[ 
https://issues.apache.org/jira/browse/HDFS-9868?page=com.atlassian.jira.plugin.system.issuetabpanels:comment-tabpanel&focusedCommentId=15886076#comment-15886076
 ] 

Yongjun Zhang edited comment on HDFS-9868 at 2/27/17 4:35 PM:
--------------------------------------------------------------

Thanks [~xiaochen] for continuing the effort.

Looking further, I think using DistributedCache is better and safer, the trick 
is how to manage the different conf dirs passed to DistributedCache.

I think one possible solution is (this need to be well documented if we decide 
to go with this approach)
1. (user) make a copy of each conf dir, put them at a central location (such as 
where we kick off DistCp) that's accessible by DistCp, 
2. Each conf dir is required to have simple names, such as cluster1conf, 
cluster2conf
3.Then we can flatten the names as distcp_cluster1conf1 etc (include a prefix 
"distcp_" to be safer) when putting to distributed cache when running distcp
4. The confMap file entry is: 
cluster1 cluster1conf
cluster2 cluster2conf
...
5. Then with the DistributedCache API, we can get these files and pass them to 
Configuration.addResource APIs.

NOTE. DistributedCache API is obsoleted, they are moved to Job.



was (Author: yzhangal):
Thanks [~xiaochen] for continuing the effort.

Looking further, I think using DistributedCache is better and safer, the trick 
is how to manage the different conf dirs passed to DistributedCache.

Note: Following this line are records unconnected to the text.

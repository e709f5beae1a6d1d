//! Optimization of CSDL filter trees.
//!
//! A filter tree is rendered as a boolean formula, minimized to a
//! two-level form, parsed back into a tree, and folded so that repeated
//! `contains` conditions on one target become a single `contains_any` or
//! `contains_all` condition.
//!
//! ```
//! use csdl::{Node, Optimizer};
//!
//! let tree = Node::or(vec![
//!     Node::condition("fb.content", "contains", "apple"),
//!     Node::condition("fb.content", "contains", "book"),
//! ]);
//! let optimized = Optimizer::default().optimize(&tree).unwrap();
//! assert_eq!(
//!     optimized,
//!     Some(Node::condition("fb.content", "contains_any", "apple,book"))
//! );
//! ```

pub mod ast;
pub mod boolean;
pub mod config;
pub mod error;
pub mod fold;
pub mod minimize;
pub mod optimizer;
pub mod registry;
pub mod render;

pub use ast::{Node, NodeKind};
pub use config::OptimizerConfig;
pub use error::{OptimizeError, Result};
pub use minimize::{Minimized, Minimizer, NativeMinimizer, ProcessMinimizer};
pub use optimizer::{Mode, Optimizer};
pub use registry::{CsdlRegistry, Dialect, Registry};
pub use render::CsdlWriter;
//! Known CSDL operators.

pub const OPERATORS: &[&str] = &[
    "contains",
    "cs contains",
    "substr",
    "cs substr",
    "contains_any",
    "cs contains_any",
    "any",
    "cs any",
    "wildcard",
    "cs wildcard",
    "wild",
    "cs wild",
    "contains_all",
    "cs contains_all",
    "all",
    "cs all",
    "contains_near",
    "cs contains_near",
    "exists",
    "in",
    "url_in",
    "==",
    "!=",
    "cs ==",
    "cs !=",
    ">",
    ">=",
    "<",
    "<=",
    "regex_partial",
    "regex_exact",
    "geo_box",
    "geo_radius",
    "geo_polygon",
];

pub fn is_operator(name: &str) -> bool {
    OPERATORS.contains(&name)
}
//! Boolean view of filter trees.
//!
//! A tree is rendered to a formula over generated variables, and a
//! minimized formula is parsed back into a tree:
//!
//!   And(v1, Or(v2, Not(v3)))   - function names are case-insensitive
//!   v1, v2, ...                - one per distinct atomic condition

mod expr;
mod lexer;
mod parser;
mod renderer;

pub use expr::BoolExpr;
pub use parser::{parse_formula, parse_minimized};
pub use renderer::{BooleanRenderer, Variable, VariableMap};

I think one possible solution is (this need to be documented)
1. (user) make a copy of each conf dir, put them at a central location (such as 
where we kick off DistCp) that's accessible by DistCp, 
2. Each conf dir is required to have simple names, such as cluster1conf, 
cluster2conf
3.Then we can flatten the names as distcp_cluster1conf1 etc (include a prefix 
"distcp_" to be safer) when putting to distributed cache when running distcp
4. The confMap file entry is: 
cluster1 cluster1conf
cluster2 cluster2conf
...
5. Then with the DistributedCache API, we can get these files and pass them to 
Configuration.addResource APIs.

NOTE. DistributedCache API is obsoleted, they are moved to Job.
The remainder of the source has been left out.